There is so much brilliance I can recall about this meal, but I have decided not to put all into writing. Lazy blogger, no. Necessity, yes. The “elements of surprise” are crucial, according to FAQ. When it was first launched, 41° Experience (or 41 Grados) by El Bulli-famed Ferran and Albert Adria was meant to be just a cocktail bar for the annexed Tickets. But it has morphed.. into a 16-seat, tasting-menu-only restaurant, most recently alleged as one of the most difficult to get reservations in the world.

Briefly. There is no reservation line. The booking is made via their website and partially requires payment. There are some drinks included in the €200-per-head tasting menu. You can order a separate alcoholic pairing at €45. Blah. Blah. The venue is a decent-sized bar space, dimmed and dark. There were more FOHs than diners. Above me was a nebula of eclectic images – a kind of modern pop art featuring disparate cultural items around the world – being played in slow motion. And soothing trance-like music..

Not so briefly. The fun at 41° Experience kicked off with a stubbornly square, neatly crafted “41°” ice cube which chilled a smoky liquid substance. Along came a jar containing drops of green olive, preserved in oil. Just your typical jar of olive – but the molecularised EL BULLI style. The liquid olive essence was entrapped in a gelatinous skin. Fragile, it rolled for an escape on the tongue and burst into a taste of what would have been like if I stuffed my mouth with 10 olives in one go. I have never made enough effort to be at El Bulli and I am – or was – never convinced by molecular gastronomy. BUT. That was some alchemy that I highly recommend.

Through my first 3-4 courses, I departed from Barcelona – the 41° latitude as the name of the restaurant portends- wandered through Italy, France, Russia, Asia and many more. Ferran and Albert Adria not only know so much about cuisines but also cultures, wherein lies humourous anecdotes and stereotypes. All these are re-interpreted into all the 41 dishes served at 41° Experience. Some were more successful than others. Some got me to physically interact and/or contemplate intellectually; others made me LAUGH OUT LOUD. (Something about France, of course. And Rene Redzepi might be on the menu). That said, as the concept of the menu relies very heavily on the elements of surprise, of not knowing what comes next and which country where you will end up, it is best not to do so much telling (or display any sharp and clear images). The cooking was exquisite but a complement to the concept. SO.. if you are a global character, know a lot about cuisines and cultures, you will be having a very good time at 41° Experience. If you are averse to internationalism, there is a high risk that you might not get the “jokes”, which are the best part of the meal.

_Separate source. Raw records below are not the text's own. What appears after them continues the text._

/// Largest scale a window gets when zooming is disabled.
const MAX_SCALE_FACTOR: f64 = 1.0;
/// Largest scale of a child relative to its parent when zooming is disabled.
const MAX_SCALE_CHILD: f64 = 1.0;

/// Why an activation did not happen.
#[derive(Debug, Clone, Copy, PartialEq, Eq, thiserror::Error)]
pub enum ActivationError {
    #[error("overview is already active")]
    AlreadyActive,
    #[error("host refused to hand over the output")]
    PluginRefused,
    #[error("no windows to show")]
    NoWindows,
    #[error("input grab refused")]
    GrabRefused,
}

/// Where the session is in its lifecycle.
#[derive(Debug, Clone, Copy, PartialEq, Eq)]
pub enum Phase {
    Inactive,
    /// Active, entry animation still running.
    Activating,
    /// Active and settled.
    Active,
    /// Animating back to the original placement.
    Deactivating,
}

/// Per-window grid position and in-flight animation.
#[derive(Debug, Clone, Copy, PartialEq)]
pub struct Slot {
    pub row: usize,
    pub col: usize,
    /// Top-level window this one is a transient child of.
    pub parent: Option<WindowId>,
    pub animation: ScaleAnimation,
    pub fade: Transition,
    /// No longer part of the grid; animating back to identity and removed
    /// once that finishes.
    pub retired: bool,
}

impl Slot {
    fn new(parent: Option<WindowId>, at: &Transform) -> Self {
        Self {
            row: 0,
            col: 0,
            parent,
            animation: ScaleAnimation::new(at),
            fade: Transition::settled(at.alpha),
            retired: false,
        }
    }

    /// The transform displayed at `now`.
    pub fn current(&self, now: Duration) -> Transform {
        self.animation.sample(now, self.fade.sample(now))
    }

    /// The transform this slot is heading towards.
    pub fn target(&self) -> Transform {
        self.animation.target(self.fade.target())
    }

    pub fn is_running(&self, now: Duration) -> bool {
        self.animation.is_running(now) || self.fade.is_running(now)
    }
}

/// Workspace holding `center`, given the current workspace and the output
/// geometry (one workspace per output-sized viewport, coordinates relative
/// to the current one).
pub fn workspace_containing(center: Point, current: WorkspaceCoord, output: &Rect) -> WorkspaceCoord {
    let offset = |pos: f64, origin: f64, len: f64| {
        if len > 0.0 {
            ((pos - origin) / len).floor() as i32
        } else {
            0
        }
    };
    WorkspaceCoord {
        x: current.x + offset(center.x, output.x, output.width),
        y: current.y + offset(center.y, output.y, output.height),
    }
}

/// The overview state machine.
///
/// The session is generic over any [`WindowHost`], which it owns and
/// threads through every operation.
///
/// # Typical usage
///
/// ```ignore
/// let mut session = ScaleSession::new(host, config.scale);
/// session.toggle(false);
/// loop {
///     session.dispatch_pending();
///     if session.wants_frames() {
///         session.frame();
///     }
/// }
/// ```
pub struct ScaleSession<H: WindowHost> {
    pub(crate) host: H,
    pub(crate) config: ScaleConfig,
    curve: CubicBezier,
    pub(crate) phase: Phase,
    pub(crate) all_workspaces: bool,
    pub(crate) initial_workspace: WorkspaceCoord,
    /// Window focused before the overview started.
    pub(crate) initial_focus: Option<WindowId>,
    /// Window currently highlighted in the grid.
    pub(crate) current_focus: Option<WindowId>,
    pub(crate) shape: Option<GridShape>,
    pub(crate) slots: BTreeMap<WindowId, Slot>,
    /// A key / button that ended the overview has not been released yet;
    /// keep the grab so the release does not reach a client.
    pub(crate) input_release_pending: bool,
    pub(crate) grabbed: bool,
    hooks_set: bool,
    /// Listening for structural / focus events.
    subscribed: bool,
    /// Listening for pointer buttons without a grab (interact mode).
    pub(crate) button_connected: bool,
}
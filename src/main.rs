//! Entry point for the **scalegrid** daemon.
//!
//! Seeds a [`HeadlessHost`](scalegrid::headless::host::HeadlessHost) from
//! the configuration, spawns the Unix-socket
//! [`CommandSource`](scalegrid::traits::CommandSource) on a background
//! thread and runs the overview on the main thread, pacing frames at
//! roughly 60 Hz while anything animates.

use log::{error, info};
use scalegrid::command::Command;
use scalegrid::config::Config;
use scalegrid::headless::driver::Driver;
use scalegrid::headless::host::HeadlessHost;
use scalegrid::ipc::listener::{default_socket_path, UnixSocketListener};
use scalegrid::session::ScaleSession;
use scalegrid::traits::CommandSource;
use std::sync::mpsc;
use std::time::Duration;

/// Frame interval while animating.
const FRAME_INTERVAL: Duration = Duration::from_millis(16);
/// How long to block for a command when idle.
const IDLE_INTERVAL: Duration = Duration::from_secs(1);

/// Resolve the config directory (`$XDG_CONFIG_HOME/scalegrid`).
fn config_dir() -> std::path::PathBuf {
    let base = std::env::var("XDG_CONFIG_HOME").unwrap_or_else(|_| {
        let home = std::env::var("HOME").unwrap_or_else(|_| "/tmp".into());
        format!("{}/.config", home)
    });
    std::path::PathBuf::from(base).join("scalegrid")
}

/// Try to load the config from `$XDG_CONFIG_HOME/scalegrid/config.json`,
/// falling back to compiled-in defaults.
fn load_config() -> Config {
    let path = config_dir().join("config.json");
    match Config::load(&path) {
        Ok(cfg) => {
            info!("loaded config from {}", path.display());
            cfg
        }
        Err(e) => {
            info!("no config file ({}), using defaults", e);
            Config::default()
        }
    }
}

//  Main

fn main() {
    env_logger::init();

    let config = load_config();

    let mut host = HeadlessHost::new(&config.headless).with_system_clock();
    let seeded = host.seed(&config.headless.windows);
    info!(
        "headless output {}x{} with {} window(s)",
        config.headless.width,
        config.headless.height,
        seeded.len()
    );

    let mut driver = Driver::new(ScaleSession::new(host, config.scale));
    driver.tick();

    let (cmd_tx, cmd_rx) = mpsc::channel::<Command>();
    spawn_command_sources(cmd_tx);

    run_event_loop(&mut driver, cmd_rx);
}

//  Event loop

fn run_event_loop(driver: &mut Driver, cmd_rx: mpsc::Receiver<Command>) {
    info!("scalegrid running");
    loop {
        let wait = if driver.wants_frames() {
            FRAME_INTERVAL
        } else {
            IDLE_INTERVAL
        };
        match cmd_rx.recv_timeout(wait) {
            Ok(cmd) => {
                driver.handle(cmd);
                // Drain the backlog before the next frame.
                for cmd in cmd_rx.try_iter() {
                    driver.handle(cmd);
                }
            }
            Err(mpsc::RecvTimeoutError::Timeout) => {}
            Err(mpsc::RecvTimeoutError::Disconnected) => break,
        }
        driver.tick();
    }
    driver.session_mut().finalize();
    info!("all command sources closed, exiting");
}

//  Helpers

fn spawn_command_sources(tx: mpsc::Sender<Command>) {
    let path = default_socket_path();
    std::thread::spawn(move || {
        let mut source = UnixSocketListener::new(&path);
        if let Err(e) = source.run(tx) {
            error!("socket listener error: {}", e);
        }
    });
}
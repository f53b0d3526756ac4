//! **scalegrid**: an exposé-style window overview.
//!
//! When activated, every eligible window on the output (or on the current
//! workspace) is scaled down and arranged in a grid so the user can pick
//! one with the keyboard or pointer.  Leaving the overview animates every
//! window back to where it was.
//!
//! # Architecture
//!
//! * [`grid`]: pure partitioning of a window set into rows and columns
//!   and the per-window target transform.
//! * [`animation`] and [`bezier`]: time-driven transitions with cubic
//!   Bézier easing.
//! * [`session`]: the overview state machine and its frame pacing.
//! * [`navigation`]: keyboard and pointer handling.
//!
//! The session never talks to a compositor directly; it goes through
//! [`traits::WindowHost`].  [`headless`] provides an in-memory host and a
//! command driver, and [`ipc`] accepts [`command::Command`]s over a Unix
//! socket.

pub mod animation;
pub mod bezier;
pub mod command;
pub mod config;
pub mod grid;
pub mod headless;
pub mod ipc;
pub mod navigation;
pub mod session;
pub mod traits;
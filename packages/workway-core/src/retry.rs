//! Bounded retry with backoff, jitter, and provider wait hints.
//!
//! Every retry in the platform goes through [`with_retry`] or one of its
//! variants. The executor runs the operation, asks a predicate whether the
//! failure is worth another attempt, sleeps, and tries again — up to the
//! policy's attempt budget. Attempts are strictly sequential: between
//! attempts the task is suspended on a tokio timer, never racing a second
//! attempt against the first.
//!
//! # The Hint Rule
//!
//! > **A provider that says when to come back wins over our own backoff.**
//!
//! When a failed attempt's error carries a [`retry_after`] hint (parsed off a
//! `Retry-After` header at the HTTP boundary), that hint replaces the
//! computed backoff delay for the next sleep. [`rate_limit_predicate`]
//! builds on the same hint to refuse retries whose wait would exceed a
//! caller-chosen budget.
//!
//! [`retry_after`]: crate::error::WorkwayError::retry_after
//!
//! # Example
//!
//! ```ignore
//! use workway_core::{with_retry, RetryPolicy};
//!
//! let page = with_retry(RetryPolicy::default(), |attempt| {
//!     client.get_json::<Page>("/calendar/events", &[])
//! })
//! .await?;
//! ```

use std::future::Future;
use std::time::Duration;

use chrono::{DateTime, Utc};
use tracing::debug;

use crate::error::{ErrorCode, Result, WorkwayError};

// =============================================================================
// Policy
// =============================================================================

/// Shape of the delay curve between attempts.
#[derive(Debug, Clone, Copy, PartialEq, Eq, Default)]
pub enum BackoffKind {
    /// `initial · 2^(attempt-1)` — doubles every attempt.
    #[default]
    Exponential,
    /// `initial · attempt` — grows by one `initial` per attempt.
    Linear,
    /// `initial` every time.
    Constant,
}

/// Retry budget and delay curve.
///
/// Plain data, cheap to clone. The default is three attempts with
/// exponential backoff from one second, capped at thirty, with 10% jitter.
#[derive(Debug, Clone)]
pub struct RetryPolicy {
    /// Total invocation budget, counting the first attempt. Treated as at
    /// least 1; `1` means no retries.
    pub max_attempts: u32,
    /// Delay curve between attempts.
    pub backoff: BackoffKind,
    /// Delay before the second attempt.
    pub initial_delay: Duration,
    /// Ceiling applied to every computed delay.
    pub max_delay: Duration,
    /// Jitter fraction in `[0, 1]`: each delay is perturbed by a uniform
    /// draw in `±(delay · jitter)`. Zero makes delays exactly deterministic.
    pub jitter: f64,
}

impl Default for RetryPolicy {
    fn default() -> Self {
        Self {
            max_attempts: 3,
            backoff: BackoffKind::Exponential,
            initial_delay: Duration::from_secs(1),
            max_delay: Duration::from_secs(30),
            jitter: 0.1,
        }
    }
}

impl RetryPolicy {
    /// Default policy with a different attempt budget.
    pub fn new(max_attempts: u32) -> Self {
        Self {
            max_attempts,
            ..Self::default()
        }
    }

    /// Set the delay curve.
    pub fn with_backoff(mut self, backoff: BackoffKind) -> Self {
        self.backoff = backoff;
        self
    }

    /// Set the delay before the second attempt.
    pub fn with_initial_delay(mut self, delay: Duration) -> Self {
        self.initial_delay = delay;
        self
    }

    /// Set the delay ceiling.
    pub fn with_max_delay(mut self, delay: Duration) -> Self {
        self.max_delay = delay;
        self
    }

    /// Set the jitter fraction, clamped to `[0, 1]`.
    pub fn with_jitter(mut self, jitter: f64) -> Self {
        self.jitter = jitter.clamp(0.0, 1.0);
        self
    }

    /// Pre-jitter delay after the given attempt (counted from 1), capped at
    /// `max_delay`.
    pub fn base_delay(&self, attempt: u32) -> Duration {
        let attempt = attempt.max(1);
        let delay = match self.backoff {
            BackoffKind::Exponential => {
                // 2^(attempt-1) overflows u32 past attempt 32; saturate, the
                // cap below flattens it anyway.
                let factor = 2u32.checked_pow(attempt - 1).unwrap_or(u32::MAX);
                self.initial_delay.saturating_mul(factor)
            }
            BackoffKind::Linear => self.initial_delay.saturating_mul(attempt),
            BackoffKind::Constant => self.initial_delay,
        };
        delay.min(self.max_delay)
    }

    /// Actual delay after the given attempt: [`base_delay`](Self::base_delay)
    /// perturbed by the jitter draw, clamped at zero.
    pub fn next_delay(&self, attempt: u32) -> Duration {
        let base = self.base_delay(attempt);
        if self.jitter <= 0.0 {
            return base;
        }
        let spread = base.as_secs_f64() * self.jitter.min(1.0);
        // Uniform in [-spread, +spread].
        let offset = fastrand::f64() * 2.0 * spread - spread;
        let perturbed = base.as_secs_f64() + offset;
        if perturbed <= 0.0 {
            Duration::ZERO
        } else {
            Duration::from_secs_f64(perturbed)
        }
    }
}

// =============================================================================
// Predicates
// =============================================================================

/// The platform-default retry decision.
///
/// With an HTTP status on the error, retry exactly the server-fault statuses
/// (≥ 500) and throttling (429). Without a status, retry network-class
/// failures (connection, upstream health, deadline) unconditionally; refuse
/// `Unknown` — retrying an unclassified failure just repeats it blind — and
/// fall back to the error's own retryability for everything else. Explicit
/// cancellation is never retried.
pub fn default_retry_decision(err: &WorkwayError) -> bool {
    if err.code == ErrorCode::Cancelled {
        return false;
    }
    if let Some(status) = err.status {
        return status >= 500 || status == 429;
    }
    if err.is_network_error() {
        return true;
    }
    if err.code == ErrorCode::Unknown {
        return false;
    }
    err.is_retryable()
}

/// Retry predicate that respects a wait budget on rate-limit hints.
///
/// When the error carries a `retry_after` hint longer than `max_wait`, the
/// retry is refused. Errors without a hint defer to
/// [`default_retry_decision`].
pub fn rate_limit_predicate(max_wait: Duration) -> impl FnMut(&WorkwayError) -> bool {
    rate_limit_predicate_observed(max_wait, |_| {})
}

/// [`rate_limit_predicate`] with an observer invoked with the refused wait
/// whenever a hint exceeds the budget.
pub fn rate_limit_predicate_observed<O>(
    max_wait: Duration,
    mut on_refusal: O,
) -> impl FnMut(&WorkwayError) -> bool
where
    O: FnMut(Duration),
{
    move |err: &WorkwayError| match err.retry_after {
        Some(wait) if wait > max_wait => {
            on_refusal(wait);
            false
        }
        Some(_) => true,
        None => default_retry_decision(err),
    }
}

// =============================================================================
// Execution
// =============================================================================

/// Run `op` with the default retry decision.
///
/// `op` receives the 1-based attempt number. On final failure the last
/// error is returned unchanged.
pub async fn with_retry<T, F, Fut>(policy: RetryPolicy, op: F) -> Result<T>
where
    F: FnMut(u32) -> Fut,
    Fut: Future<Output = Result<T>>,
{
    with_retry_if(policy, default_retry_decision, op).await
}

/// Run `op`, retrying only failures the predicate approves.
///
/// A predicate returning `false` stops after the current attempt regardless
/// of the remaining budget.
pub async fn with_retry_if<T, P, F, Fut>(policy: RetryPolicy, predicate: P, op: F) -> Result<T>
where
    P: FnMut(&WorkwayError) -> bool,
    F: FnMut(u32) -> Fut,
    Fut: Future<Output = Result<T>>,
{
    with_retry_observed(policy, predicate, |_, _, _| {}, op).await
}

/// Full-control variant: the observer sees `(error, attempt, upcoming
/// delay)` before each sleep.
///
/// The sleep honors the error's `retry_after` hint over the computed
/// backoff delay.
pub async fn with_retry_observed<T, P, O, F, Fut>(
    policy: RetryPolicy,
    mut predicate: P,
    mut observer: O,
    mut op: F,
) -> Result<T>
where
    P: FnMut(&WorkwayError) -> bool,
    O: FnMut(&WorkwayError, u32, Duration),
    F: FnMut(u32) -> Fut,
    Fut: Future<Output = Result<T>>,
{
    let max_attempts = policy.max_attempts.max(1);
    let mut attempt = 1u32;
    loop {
        match op(attempt).await {
            Ok(value) => return Ok(value),
            Err(err) => {
                if attempt >= max_attempts || !predicate(&err) {
                    return Err(err);
                }
                let delay = err.retry_after.unwrap_or_else(|| policy.next_delay(attempt));
                observer(&err, attempt, delay);
                debug!(
                    attempt,
                    delay_ms = delay.as_millis() as u64,
                    code = %err.code,
                    "attempt failed, retrying"
                );
                tokio::time::sleep(delay).await;
                attempt += 1;
            }
        }
    }
}

// =============================================================================
// Retry-After parsing
// =============================================================================

/// Parse a `Retry-After` header value into a wait duration.
///
/// Accepts delta-seconds (`"60"`) or an HTTP-date. A date already in the
/// past yields a zero wait, never a negative one. Absent or unparseable
/// values yield `None`.
pub fn parse_retry_after(header: Option<&str>) -> Option<Duration> {
    let value = header?.trim();
    if value.is_empty() {
        return None;
    }
    if let Ok(secs) = value.parse::<u64>() {
        return Some(Duration::from_secs(secs));
    }
    let date: DateTime<Utc> = DateTime::parse_from_rfc2822(value)
        .ok()?
        .with_timezone(&Utc);
    match (date - Utc::now()).to_std() {
        Ok(wait) => Some(wait),
        // Negative span: the date has passed, retry immediately.
        Err(_) => Some(Duration::ZERO),
    }
}
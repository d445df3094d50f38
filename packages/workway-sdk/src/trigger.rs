//! Workflow triggers: how an installed workflow starts running.
//!
//! Constructors validate at build time so a definition that constructs is a
//! definition that runs — a workflow author finds out about an empty cron
//! expression when they write it, not when the scheduler chokes on it.

use std::time::Duration;

use serde::{Deserialize, Serialize};
use thiserror::Error;

/// Result type alias for SDK authoring operations.
pub type Result<T> = std::result::Result<T, SdkError>;

/// Validation failures raised while authoring workflow definitions.
#[derive(Debug, Clone, PartialEq, Eq, Error)]
pub enum SdkError {
    #[error("webhook trigger requires a non-empty event type")]
    EmptyEventType,

    #[error("schedule trigger requires a non-empty cron expression")]
    EmptyCronExpression,

    #[error("poll trigger requires an interval of at least one second")]
    ZeroPollInterval,
}

/// How a workflow starts once installed.
#[derive(Debug, Clone, PartialEq, Eq, Serialize, Deserialize)]
#[serde(tag = "type", rename_all = "snake_case")]
pub enum Trigger {
    /// Runs when a provider delivers a matching event.
    Webhook { event_type: String },
    /// Runs on a cron schedule.
    Schedule { cron: String },
    /// Runs only when the user asks.
    Manual,
    /// Runs on a fixed polling interval.
    Poll { interval_secs: u64 },
}

impl Trigger {
    /// Webhook trigger for the given provider event type.
    pub fn webhook(event_type: impl Into<String>) -> Result<Self> {
        let event_type = event_type.into();
        if event_type.trim().is_empty() {
            return Err(SdkError::EmptyEventType);
        }
        Ok(Trigger::Webhook { event_type })
    }

    /// Schedule trigger for the given cron expression.
    pub fn schedule(cron: impl Into<String>) -> Result<Self> {
        let cron = cron.into();
        if cron.trim().is_empty() {
            return Err(SdkError::EmptyCronExpression);
        }
        Ok(Trigger::Schedule { cron })
    }

    /// Manual trigger: the workflow runs only on explicit user request.
    pub fn manual() -> Self {
        Trigger::Manual
    }

    /// Poll trigger with the given interval. Sub-second intervals are
    /// rejected.
    pub fn poll(interval: Duration) -> Result<Self> {
        if interval.as_secs() == 0 {
            return Err(SdkError::ZeroPollInterval);
        }
        Ok(Trigger::Poll { interval_secs: interval.as_secs() })
    }

    /// Whether this trigger fires without the user doing anything.
    ///
    /// Automatic triggers are one of the frictionless indicators the
    /// discovery scorer rewards.
    pub fn is_automatic(&self) -> bool {
        !matches!(self, Trigger::Manual)
    }

    /// The event type this trigger listens for, when it listens for one.
    pub fn event_type(&self) -> Option<&str> {
        match self {
            Trigger::Webhook { event_type } => Some(event_type),
            _ => None,
        }
    }
}
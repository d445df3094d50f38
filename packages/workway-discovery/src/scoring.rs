//! Editorial suggestion scoring.
//!
//! Scores are additive points over a (workflow, moment) pair. Every input
//! is authored — declared priority, frictionless indicators, field count —
//! or situational (did the moment's event just happen). There are no
//! install counts, ratings, or retention signals in here: popularity
//! feedback loops bury new workflows, and this scorer must not.

use workway_sdk::{DiscoveryMoment, WorkflowDefinition};

use crate::context::DiscoveryContext;

/// Declared priority counts at most this much.
const PRIORITY_CAP: u32 = 100;

/// Works immediately after install, no configuration.
const WORKS_OUT_OF_BOX_POINTS: u32 = 20;
/// Keeps partial value when a dependency degrades.
const GRACEFUL_DEGRADATION_POINTS: u32 = 10;
/// Fires without the user doing anything.
const AUTOMATIC_TRIGGER_POINTS: u32 = 10;

/// The moment's declared event type just happened to this user.
const EVENT_MATCH_POINTS: u32 = 30;

/// Score a moment for a user context.
///
/// Components:
///
/// - declared priority, capped at 100
/// - zuhandenheit indicators: +20 / +10 / +10
/// - time to value: ≤5 min +15, ≤1 h +10, ≤1 day +5
/// - the moment's event type matching the context's recent event: +30
/// - essential fields: none +20, one +15, two +10, three +5, more +0
pub fn score_moment(
    definition: &WorkflowDefinition,
    moment: &DiscoveryMoment,
    ctx: &DiscoveryContext,
) -> u32 {
    let mut score = u32::from(moment.priority).min(PRIORITY_CAP);

    let zu = &definition.pathway.zuhandenheit;
    if zu.works_out_of_box {
        score += WORKS_OUT_OF_BOX_POINTS;
    }
    if zu.graceful_degradation {
        score += GRACEFUL_DEGRADATION_POINTS;
    }
    if zu.automatic_trigger {
        score += AUTOMATIC_TRIGGER_POINTS;
    }
    score += time_to_value_points(zu.time_to_value_minutes);

    if let (Some(expected), Some(recent)) = (&moment.event_type, &ctx.recent_event) {
        if *expected == recent.event_type {
            score += EVENT_MATCH_POINTS;
        }
    }

    score += essential_field_points(definition.pathway.essential_fields.len());
    score
}

/// Faster first value scores higher; past a day it stops mattering.
fn time_to_value_points(minutes: Option<u32>) -> u32 {
    match minutes {
        Some(m) if m <= 5 => 15,
        Some(m) if m <= 60 => 10,
        Some(m) if m <= 1440 => 5,
        _ => 0,
    }
}

/// Fewer required fields, less friction, more points.
fn essential_field_points(count: usize) -> u32 {
    match count {
        0 => 20,
        1 => 15,
        2 => 10,
        3 => 5,
        _ => 0,
    }
}
//! # Workway Discovery
//!
//! Need-driven workflow discovery: given what a user is doing right now,
//! surface the one workflow that would help — and let workflows that break
//! disappear until they are healthy again.
//!
//! ## Core Concepts
//!
//! - [`DiscoveryService`] — owns the registered catalog and per-workflow
//!   visibility state. Explicit object, no global instance.
//! - [`DiscoveryContext`] — everything known about the user at the moment
//!   of the request: connections, the triggering event, install state,
//!   recent activity.
//! - [`Suggestion`] — at most one workflow per moment, chosen by additive
//!   editorial scoring with registration order as the tie-break.
//! - [`VisibilityState`] — breakdown history per workflow and the 0–100
//!   disappearance score derived from it.
//!
//! ## Example
//!
//! ```ignore
//! use workway_discovery::{DiscoveryContext, DiscoveryService, ObservedEvent};
//!
//! let mut service = DiscoveryService::new();
//! service.register(catalog());
//!
//! let ctx = DiscoveryContext::new("user-1")
//!     .with_connected(["zoom", "hubspot"])
//!     .with_recent_event(ObservedEvent::new("meeting.ended", "zoom", Utc::now()));
//!
//! if let Some(suggestion) = service.suggestion(&ctx) {
//!     offer(suggestion.workflow_id());
//! }
//! ```

pub mod context;
pub mod scoring;
pub mod service;
pub mod visibility;

// Request context
pub use context::{DiscoveryContext, ObservedEvent, TemporalContext, UpcomingEvent};

// Scoring
pub use scoring::score_moment;

// Service and suggestions
pub use service::{DiscoveryService, Suggestion};

// Visibility
pub use visibility::{BreakdownRecord, VisibilityState};
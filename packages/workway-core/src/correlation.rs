//! Correlation IDs for cross-service tracing.
//!
//! Every outbound request carries a correlation ID — generated fresh,
//! supplied by the caller, or propagated from an inbound header — and every
//! raised [`WorkwayError`](crate::error::WorkwayError) records the ID of the
//! request that produced it. Log pipelines join on this value.

use std::fmt;
use std::str::FromStr;

use serde::{Deserialize, Serialize};
use uuid::Uuid;

/// Header name used to propagate correlation IDs between services.
pub const CORRELATION_HEADER: &str = "x-workway-correlation-id";

/// Correlation ID attached to requests and errors.
///
/// Use `CorrelationId::NONE` for uncorrelated work, or `CorrelationId::new()`
/// to generate a fresh ID.
///
/// # Example
///
/// ```ignore
/// use workway_core::CorrelationId;
///
/// // Create a new random correlation ID
/// let cid = CorrelationId::new();
///
/// // Use NONE for uncorrelated work
/// let uncorrelated = CorrelationId::NONE;
/// assert!(uncorrelated.is_none());
///
/// // Propagate an inbound header value
/// let cid: CorrelationId = header_value.parse().unwrap_or_default();
/// ```
#[derive(Debug, Clone, Copy, PartialEq, Eq, Hash, PartialOrd, Ord, Serialize, Deserialize)]
#[serde(transparent)]
pub struct CorrelationId(Uuid);

impl CorrelationId {
    /// Sentinel value for uncorrelated work.
    ///
    /// Uses nil UUID (`00000000-0000-0000-0000-000000000000`).
    pub const NONE: Self = Self(Uuid::nil());

    /// Create a new random correlation ID.
    pub fn new() -> Self {
        Self(Uuid::new_v4())
    }

    /// Check if this is the NONE sentinel value.
    pub fn is_none(&self) -> bool {
        self.0.is_nil()
    }

    /// Check if this is a real correlation ID (not NONE).
    pub fn is_some(&self) -> bool {
        !self.is_none()
    }

    /// Get the inner UUID value.
    pub fn into_inner(self) -> Uuid {
        self.0
    }

    /// Get a reference to the inner UUID.
    pub fn as_uuid(&self) -> &Uuid {
        &self.0
    }
}

impl Default for CorrelationId {
    fn default() -> Self {
        Self::new()
    }
}

impl From<Uuid> for CorrelationId {
    fn from(uuid: Uuid) -> Self {
        Self(uuid)
    }
}

impl From<CorrelationId> for Uuid {
    fn from(cid: CorrelationId) -> Uuid {
        cid.0
    }
}

impl FromStr for CorrelationId {
    type Err = uuid::Error;

    fn from_str(s: &str) -> Result<Self, Self::Err> {
        Uuid::parse_str(s).map(Self)
    }
}

impl fmt::Display for CorrelationId {
    fn fmt(&self, f: &mut fmt::Formatter<'_>) -> fmt::Result {
        if self.is_none() {
            write!(f, "NONE")
        } else {
            write!(f, "{}", self.0)
        }
    }
}

#[cfg(test)]
mod tests {
    use super::*;

    #[test]
    fn none_is_nil_uuid() {
        assert!(CorrelationId::NONE.is_none());
        assert!(!CorrelationId::NONE.is_some());
        assert_eq!(CorrelationId::NONE.to_string(), "NONE");
    }

    #[test]
    fn new_ids_are_unique() {
        let a = CorrelationId::new();
        let b = CorrelationId::new();
        assert!(a.is_some());
        assert_ne!(a, b);
    }

    #[test]
    fn round_trips_through_display_and_parse() {
        let cid = CorrelationId::new();
        let parsed: CorrelationId = cid.to_string().parse().unwrap();
        assert_eq!(cid, parsed);
    }

    #[test]
    fn rejects_garbage_header_values() {
        assert!("not-a-uuid".parse::<CorrelationId>().is_err());
    }
}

Life-changing? No. But this meal reversed my eagerness in life and I felt happy, giggly.. as if I became a child again :-D

 

(Sorry. Can’t help not telling you of my most favourite dish – a re-constructed Peruvian “causa”. A thick slice of super fresh and firm yellowtail/hamachi marinated in lime, chilli and garlic was served nigiri-style on a velvety ball of spiced-infused mashed potatoes. The dish paid homage to the Japanese influences in Peruvian culinary tradition and taste-wise it was a bomb of citric umami).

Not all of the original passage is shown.